- _ACTIVITY_: Return only the lines running from the top of the entries to the line with "removed on drop.", inclusive, exactly as written.

-------- DATA FOR THIS TASK --------

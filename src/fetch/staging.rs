//! Staging files
//!
//! A downloaded or disk-copied archive lives in a staging file until it has
//! been extracted. The file belongs to the strategy call that created it and
//! is deleted when the handle is dropped, whichever way the call returns.

use crate::core::output;
use std::fs::File;
use std::io;
use std::path::Path;
use tempfile::{NamedTempFile, TempPath};

const STAGING_PREFIX: &str = ".dep-staging-";

/// A writable staging file, removed on drop.
pub struct StagingFile {
    file: NamedTempFile,
}

impl StagingFile {
    /// Create an empty staging file in `dir`, keeping `ext` as its suffix.
    pub fn create(dir: &Path, ext: &str) -> io::Result<Self> {
        let file = tempfile::Builder::new()
            .prefix(STAGING_PREFIX)
            .suffix(ext)
            .tempfile_in(dir)?;
        Ok(Self { file })
    }

    pub fn as_file_mut(&mut self) -> &mut File {
        self.file.as_file_mut()
    }

    pub fn path(&self) -> &Path {
        self.file.path()
    }

    /// Flush and close the handle so external tools can open the file.
    ///
    /// The returned [`TempPath`] still deletes the file when dropped.
    pub fn into_archive(self) -> io::Result<TempPath> {
        self.file.as_file().sync_all()?;
        Ok(self.file.into_temp_path())
    }
}

/// Delete an extracted staging file now, warning if that fails.
///
/// Dropping the [`TempPath`] would delete it too, but silently.
pub fn remove_staged(archive: TempPath) {
    let path = archive.to_path_buf();
    if let Err(e) = archive.close() {
        output::warning(&format!(
            "cannot remove staging file {}: {}",
            path.display(),
            e
        ));
    }
}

--------

- _RESULT OF THE TASK_:
filename src/fetch/staging.rs
//! Staging files
//!
//! A downloaded or disk-copied archive lives in a staging file until it has
//! been extracted. The file belongs to the strategy call that created it and
//! is deleted when the handle is dropped, whichever way the call returns.

use crate::core::output;
use std::fs::File;
use std::io;
use std::path::Path;
use tempfile::{NamedTempFile, TempPath};

const STAGING_PREFIX: &str = ".dep-staging-";

/// A writable staging file, removed on drop.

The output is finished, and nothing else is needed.